3.2 Automatic pre-processing Pre-processing of data is an indispensable procedure before executing any type of data analysis. It conduces to the keeping and increase of data accuracy and reliability. Conventional pre-processing ranges from low level procedures, e.g. removing duplicate data sets in the sample or treating missing entries in the data sets, to ambitious ones like treating outliers or detecting redundant information in the data.
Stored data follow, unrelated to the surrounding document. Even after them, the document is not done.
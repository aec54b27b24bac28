use std::collections::BTreeMap;

use serde::{Deserialize, Serialize};

use crate::error::CoreError;

/// Snapshot of the form: field name → current string value.
///
/// No field is required and the empty string is a valid value everywhere.
/// Names that no template variant knows about are carried along but never
/// rendered.
#[derive(Debug, Clone, Default, PartialEq, Eq, Serialize, Deserialize)]
#[serde(transparent)]
pub struct FormFieldSet {
    fields: BTreeMap<String, String>,
}

impl FormFieldSet {
    pub fn new() -> Self {
        Self::default()
    }

    /// Parse a flat JSON object. Numbers and booleans are kept as their
    /// textual form, `null` becomes the empty string.
    pub fn from_json(json: &str) -> Result<Self, CoreError> {
        let value: serde_json::Value = serde_json::from_str(json)?;
        let object = match value {
            serde_json::Value::Object(map) => map,
            other => return Err(CoreError::NonStringField(format!("<root>: {other}"))),
        };

        let mut form = Self::new();
        for (name, value) in object {
            let text = match value {
                serde_json::Value::String(s) => s,
                serde_json::Value::Null => String::new(),
                serde_json::Value::Bool(b) => b.to_string(),
                serde_json::Value::Number(n) => n.to_string(),
                _ => return Err(CoreError::NonStringField(name)),
            };
            form.set(name, text);
        }
        Ok(form)
    }

    pub fn set(&mut self, name: impl Into<String>, value: impl Into<String>) {
        self.fields.insert(name.into(), value.into());
    }

    /// Raw value of a field; absent fields read as empty.
    pub fn get(&self, name: &str) -> &str {
        self.fields.get(name).map(String::as_str).unwrap_or("")
    }

    pub fn contains(&self, name: &str) -> bool {
        self.fields.contains_key(name)
    }

    pub fn iter(&self) -> impl Iterator<Item = (&str, &str)> {
        self.fields.iter().map(|(k, v)| (k.as_str(), v.as_str()))
    }

    pub fn len(&self) -> usize {
        self.fields.len()
    }

    pub fn is_empty(&self) -> bool {
        self.fields.is_empty()
    }
}

impl<K, V> FromIterator<(K, V)> for FormFieldSet
where
    K: Into<String>,
    V: Into<String>,
{
    fn from_iter<I: IntoIterator<Item = (K, V)>>(iter: I) -> Self {
        let mut form = Self::new();
        for (k, v) in iter {
            form.set(k, v);
        }
        form
    }
}
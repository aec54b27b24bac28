use thiserror::Error;

use offerdoc_core::error::CoreError;
use offerdoc_export::ExportError;

#[derive(Debug, Error)]
pub enum AppError {
    #[error("export failed: {0}")]
    Export(#[from] ExportError),

    #[error("invalid form: {0}")]
    Form(#[from] CoreError),

    #[error("failed to write {path}: {source}")]
    Download {
        path: String,
        #[source]
        source: std::io::Error,
    },
}
//! offerdoc-export
//!
//! HTML preview and paginated PDF generation for offer documents.

pub mod backend;
pub mod document;
pub mod error;
pub mod exporter;
pub mod metrics;
pub mod paginate;
pub mod pdf;
pub mod render;
pub mod styles;
pub mod wrap;

pub use backend::{BackendKind, BackendLoader, Capability, DocumentBackend};
pub use document::LaidOutDocument;
pub use error::ExportError;
pub use exporter::{ExportArtifact, Exporter};
pub use render::{PreviewDocument, PreviewRenderer};
pub use styles::LayoutConfig;
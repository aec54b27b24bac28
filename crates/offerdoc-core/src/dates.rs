//! Fixed-locale date display.
//!
//! Documents always show dates as `dd/mm/yyyy`. Values that are not ISO
//! dates are free text and pass through untouched.

use jiff::civil::Date;

pub const DISPLAY_FORMAT: &str = "%d/%m/%Y";

pub fn format_document_date(raw: &str) -> String {
    match raw.trim().parse::<Date>() {
        Ok(date) => date.strftime(DISPLAY_FORMAT).to_string(),
        Err(_) => raw.to_string(),
    }
}

/// Today's date in the system time zone, ISO formatted.
pub fn today_iso() -> String {
    jiff::Zoned::now().date().to_string()
}
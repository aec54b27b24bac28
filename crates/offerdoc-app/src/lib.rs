//! offerdoc-app library root.
//!
//! The editing session that ties form state, live preview and export
//! together, plus the pieces the `offerdoc` binary needs around it
//! (config, logging, download sinks). Exposed as a library so integration
//! tests can drive a session without the binary.

pub mod config;
pub mod download;
pub mod error;
pub mod logging;
pub mod session;
pub mod surface;
impl Layouter<'_> {
    fn title_style(&self) -> TextStyle {
        TextStyle {
            size_pt: self.layout.title_size_pt,
            weight: FontWeight::Bold,
            line_height: self.layout.title_line_height_mm,
        }
    }

    fn heading_style(&self) -> TextStyle {
        TextStyle {
            size_pt: self.layout.heading_size_pt,
            weight: FontWeight::Bold,
            line_height: self.layout.line_height_mm,
        }
    }

    fn body_style(&self, weight: FontWeight) -> TextStyle {
        TextStyle {
            size_pt: self.layout.body_size_pt,
            weight,
            line_height: self.layout.line_height_mm,
        }
    }

    fn small_style(&self) -> TextStyle {
        TextStyle {
            size_pt: self.layout.small_size_pt,
            weight: FontWeight::Regular,
            line_height: self.layout.note_line_height_mm,
        }
    }

    /// Exported text of a field; blank when absent or redacted.
    fn value(&self, field: &FieldSpec) -> String {
        let raw = self.form.export(field.name);
        match field.kind {
            FieldKind::Date => format_document_date(raw),
            _ => raw.to_string(),
        }
    }

    fn page_mut(&mut self, index: usize) -> &mut Page {
        while self.pages.len() <= index {
            self.pages.push(Page::default());
        }
        &mut self.pages[index]
    }

    fn push_text(&mut self, page: usize, text: String, x: f32, y: f32, style: TextStyle, align: Align) {
        self.page_mut(page).push(DrawOp::Text(TextRun {
            text,
            x,
            y,
            height: style.line_height,
            size_pt: style.size_pt,
            weight: style.weight,
            align,
        }));
    }

    fn push_rule(&mut self, page: usize, x1: f32, x2: f32, y: f32) {
        let width_pt = self.layout.rule_width_pt;
        self.page_mut(page).push(DrawOp::Rule(Rule { x1, x2, y, width_pt }));
    }

    /// Place one line through the cursor.
    fn place(&mut self, text: String, x: f32, style: TextStyle, align: Align) {
        let y = self.cursor.place_line(style.line_height);
        let page = self.cursor.page();
        self.push_text(page, text, x, y, style, align);
    }

    /// Wrap `text` and flow it through the cursor.
    fn flow(&mut self, text: &str, x: f32, width: f32, style: TextStyle, align: Align) {
        for line in wrap_text(text, width, style.weight.metrics(), style.size_pt) {
            self.place(line, x, style, align);
        }
    }

    /// Draw a fixed-position block top-down from `top` on the current page.
    ///
    /// Returns the y below the last drawn line and the lines that would have
    /// crossed the bottom margin.
    fn fixed_block(
        &mut self,
        mut lines: Vec<(String, TextStyle)>,
        x: f32,
        top: f32,
        align: Align,
    ) -> (f32, Vec<(String, TextStyle)>) {
        let bottom = self.layout.bottom_limit();
        let mut end = top;
        let mut fitting = 0;
        for (_, style) in &lines {
            if end + style.line_height > bottom {
                break;
            }
            end += style.line_height;
            fitting += 1;
        }
        let rest = lines.split_off(fitting);

        let page = self.cursor.page();
        let mut y = top;
        for (text, style) in lines {
            self.push_text(page, text, x, y, style, align);
            y += style.line_height;
        }
        (end, rest)
    }

    /// Company block on the left, metadata block right-aligned on the right.
    ///
    /// Lines that do not fit on the first page continue through the cursor.
    fn header(&mut self) {
        let spec = self.variant.section(Section::Header);
        let layout = self.layout;
        let top = self.cursor.y();
        let meta_style = self.body_style(FontWeight::Regular);

        let mut identity = Vec::new();
        let mut meta = Vec::new();
        for field in spec.fields {
            let value = self.value(field);
            match field.kind {
                FieldKind::Title | FieldKind::Address => {
                    let style = match field.kind {
                        FieldKind::Title => self.title_style(),
                        _ => self.small_style(),
                    };
                    let lines = wrap_text(
                        &value,
                        layout.identity_block_width(),
                        style.weight.metrics(),
                        style.size_pt,
                    );
                    identity.extend(lines.into_iter().map(|line| (line, style)));
                }
                FieldKind::Meta | FieldKind::Date if !value.trim().is_empty() => {
                    let text = format!("{}: {}", field.label, value);
                    let lines = wrap_text(
                        &text,
                        layout.meta_block_width_mm,
                        meta_style.weight.metrics(),
                        meta_style.size_pt,
                    );
                    meta.extend(lines.into_iter().map(|line| (line, meta_style)));
                }
                _ => {}
            }
        }
        if identity.is_empty() && meta.is_empty() {
            return;
        }

        let (left_end, left_rest) = self.fixed_block(identity, layout.margin_mm, top, Align::Left);
        let (right_end, right_rest) = self.fixed_block(meta, layout.right_edge(), top, Align::Right);
        self.cursor.advance(left_end.max(right_end) - top);

        if !left_rest.is_empty() || !right_rest.is_empty() {
            tracing::debug!(
                lines = left_rest.len() + right_rest.len(),
                "header block overflows the first page, continuing on the next"
            );
        }
        for (line, style) in left_rest {
            self.place(line, layout.margin_mm, style, Align::Left);
        }
        for (line, style) in right_rest {
            self.place(line, layout.right_edge(), style, Align::Right);
        }

        self.cursor.advance(layout.paragraph_gap_mm);
        if self.cursor.y() <= layout.bottom_limit() {
            let page = self.cursor.page();
            let y = self.cursor.y();
            self.push_rule(page, layout.margin_mm, layout.right_edge(), y);
        }
        self.cursor.advance(layout.section_gap_mm);
    }

    fn document_heading(&mut self) {
        let Some(heading) = self.variant.document_heading() else {
            return;
        };
        let style = self.title_style();
        let center = self.layout.page_width_mm / 2.0;
        self.flow(heading, center, self.layout.usable_width(), style, Align::Center);
        self.cursor.advance(self.layout.paragraph_gap_mm);
    }

    fn section(&mut self, spec: &'static SectionSpec) {
        let entries: Vec<(&'static FieldSpec, String)> = spec
            .fields
            .iter()
            .filter(|f| !matches!(f.kind, FieldKind::Signature | FieldKind::Footer))
            .map(|f| (f, self.value(f)))
            .filter(|(_, v)| !v.trim().is_empty())
            .collect();
        if entries.is_empty() {
            return;
        }

        let x = self.layout.margin_mm;
        let width = self.layout.usable_width();
        let body = self.body_style(FontWeight::Regular);
        let label = self.body_style(FontWeight::Bold);

        if !spec.title.is_empty() {
            let style = self.heading_style();
            self.flow(spec.title, x, width, style, Align::Left);
        }

        for (field, value) in entries {
            match field.kind {
                FieldKind::Title => {
                    let style = self.title_style();
                    self.flow(&value, x, width, style, Align::Left);
                }
                FieldKind::Address => self.flow(&value, x, width, body, Align::Left),
                FieldKind::Line | FieldKind::Meta | FieldKind::Date => {
                    let text = format!("{}: {}", field.label, value);
                    self.flow(&text, x, width, body, Align::Left);
                }
                FieldKind::Paragraph => {
                    if spec.section != Section::Closing {
                        self.flow(field.label, x, width, label, Align::Left);
                    }
                    self.flow(&value, x, width, body, Align::Left);
                    self.cursor.advance(self.layout.paragraph_gap_mm);
                }
                FieldKind::Signature | FieldKind::Footer => {}
            }
        }

        self.cursor.advance(self.layout.section_gap_mm);
    }

    /// Signature and footer, on the final page only.
    ///
    /// The closing block rests on the bottom margin: signature on top, footer
    /// lines stacked down to the margin. A body reaching into the block
    /// pushes it onto a fresh page.
    fn signature(&mut self) {
        let spec = self.variant.section(Section::Closing);
        let layout = self.layout;

        let signature: Vec<String> = spec
            .fields_of(FieldKind::Signature)
            .map(|f| self.value(f))
            .filter(|v| !v.trim().is_empty())
            .collect();
        let small = self.small_style();
        let footer: Vec<String> = spec
            .fields_of(FieldKind::Footer)
            .map(|f| self.value(f))
            .flat_map(|v| {
                wrap_text(&v, layout.usable_width(), small.weight.metrics(), small.size_pt)
            })
            .collect();
        if signature.is_empty() && footer.is_empty() {
            return;
        }

        let body = self.body_style(FontWeight::Regular);
        let signature_height = if signature.is_empty() {
            0.0
        } else {
            layout.signature_rule_offset_mm
                + layout.paragraph_gap_mm
                + signature.len() as f32 * body.line_height
        };
        let gap = if signature.is_empty() || footer.is_empty() {
            0.0
        } else {
            layout.paragraph_gap_mm
        };
        let footer_height = footer.len() as f32 * small.line_height;
        let content_height = signature_height + gap + footer_height;

        if content_height > layout.usable_height() {
            self.flowing_closing(signature, footer);
            return;
        }

        let block_height = content_height.max(
            layout
                .signature_block_height_mm
                .min(layout.usable_height()),
        );
        let block_top = layout.bottom_limit() - block_height;
        if self.cursor.y() > block_top {
            tracing::debug!(
                y = self.cursor.y(),
                block_top,
                "body reaches the closing block, adding a final page"
            );
            self.cursor.new_page();
        }
        let page = self.cursor.page();

        if !signature.is_empty() {
            let rule_y = block_top + layout.signature_rule_offset_mm;
            let x2 = layout.right_edge();
            let x1 = x2 - layout.signature_width_mm;
            self.push_rule(page, x1, x2, rule_y);

            let center = x1 + layout.signature_width_mm / 2.0;
            let mut y = rule_y + layout.paragraph_gap_mm;
            for line in signature {
                self.push_text(page, line, center, y, body, Align::Center);
                y += body.line_height;
            }
        }

        let center = layout.page_width_mm / 2.0;
        let mut y = layout.bottom_limit() - footer_height;
        for line in footer {
            self.push_text(page, line, center, y, small, Align::Center);
            y += small.line_height;
        }
    }

    /// A closing block taller than a page flows through the cursor from the
    /// top of a fresh page instead.
    fn flowing_closing(&mut self, signature: Vec<String>, footer: Vec<String>) {
        let layout = self.layout;
        tracing::debug!(
            footer_lines = footer.len(),
            "closing block taller than a page, flowing it"
        );
        if self.cursor.y() > layout.margin_mm {
            self.cursor.new_page();
        }

        if !signature.is_empty() {
            let y = self
                .cursor
                .place_line(layout.signature_rule_offset_mm + layout.paragraph_gap_mm);
            let page = self.cursor.page();
            let x2 = layout.right_edge();
            let x1 = x2 - layout.signature_width_mm;
            self.push_rule(page, x1, x2, y + layout.signature_rule_offset_mm);

            let center = x1 + layout.signature_width_mm / 2.0;
            let body = self.body_style(FontWeight::Regular);
            for line in signature {
                self.place(line, center, body, Align::Center);
            }
            self.cursor.advance(layout.paragraph_gap_mm);
        }

        let small = self.small_style();
        let center = layout.page_width_mm / 2.0;
        for line in footer {
            self.place(line, center, small, Align::Center);
        }
    }

    fn finish(self) -> LaidOutDocument {
        let form = self.form;
        let identifier = form.export(self.variant.identifying_field());
        let title = match self.variant.document_heading() {
            Some(heading) if identifier.is_empty() => heading.to_string(),
            Some(heading) => format!("{heading} {identifier}"),
            None => identifier.to_string(),
        };

        LaidOutDocument {
            page_width_mm: self.layout.page_width_mm,
            page_height_mm: self.layout.page_height_mm,
            pages: self.pages,
            info: DocumentInfo {
                title,
                author: form.export("company_name").to_string(),
            },
        }
    }
}
use offerdoc_export::metrics::{FontWeight, HELVETICA};
use offerdoc_export::wrap::wrap_text;

const LOREM: &str = "Lorem ipsum dolor sit amet, consectetur adipiscing elit, sed do \
eiusmod tempor incididunt ut labore et dolore magna aliqua. Ut enim ad minim veniam, \
quis nostrud exercitation ullamco laboris nisi ut aliquip ex ea commodo consequat.";

#[test]
fn rejoining_lines_reconstructs_the_text() {
    let lines = wrap_text(LOREM, 60.0, &HELVETICA, 10.0);
    assert!(lines.len() > 1);
    assert_eq!(lines.join(" "), LOREM);
}

#[test]
fn no_line_exceeds_the_width() {
    for width in [30.0, 55.5, 80.0, 170.0] {
        for line in wrap_text(LOREM, width, &HELVETICA, 10.0) {
            assert!(
                HELVETICA.measure_mm(&line, 10.0) <= width,
                "{line:?} wider than {width}"
            );
        }
    }
}

#[test]
fn words_are_never_split() {
    let words: Vec<&str> = LOREM.split_whitespace().collect();
    let lines = wrap_text(LOREM, 25.0, &HELVETICA, 10.0);
    let rejoined: Vec<&str> = lines.iter().flat_map(|l| l.split(' ')).collect();
    assert_eq!(rejoined, words);
}

#[test]
fn overlong_word_gets_its_own_line() {
    let lines = wrap_text("a Supercalifragilisticexpialidocious b", 20.0, &HELVETICA, 10.0);
    assert_eq!(lines, vec!["a", "Supercalifragilisticexpialidocious", "b"]);
}

#[test]
fn explicit_newlines_and_blank_lines_are_kept() {
    let lines = wrap_text("First line\n\nThird line\n", 170.0, &HELVETICA, 10.0);
    assert_eq!(lines, vec!["First line", "", "Third line"]);
}

#[test]
fn empty_text_has_no_lines() {
    assert!(wrap_text("", 100.0, &HELVETICA, 10.0).is_empty());
    assert!(wrap_text("   \n ", 100.0, &HELVETICA, 10.0).is_empty());
}

#[test]
fn bold_text_is_wider_than_regular() {
    let regular = FontWeight::Regular.metrics().measure_mm("Offer", 12.0);
    let bold = FontWeight::Bold.metrics().measure_mm("Offer", 12.0);
    assert!(bold > regular);
    // O(778) + f(278) + f(278) + e(556) + r(333) = 2223 units at 12pt.
    assert!((regular - 2.223 * 12.0 * 25.4 / 72.0).abs() < 1e-3);
}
Because of the fact that the users interested in the cause& effect analysis at steel production are mostly inexperienced in the application of data analysis techniques, the combination of different pre-processing actions in an automatic scheme will support users work and will reduce the risk of wrongly applied methods.
In preparation of the following Data Mining analysis the sample has to be examined and prepared concerning some special requirements of data mining methods. E.g. some approaches require a normal distributed input data sample to deliver accurate and reliable results. Other methods need a more or less uniform distribution of the output parameter to reach usable results. Therefore at the end of an automatic preprocessing scheme the data sample has to be examined concerning the type of distribution of the included input parameters to identify suitable data mining methods or to reject e.g. not-normal distributed parameters from the analysis, the distribution of the output variable.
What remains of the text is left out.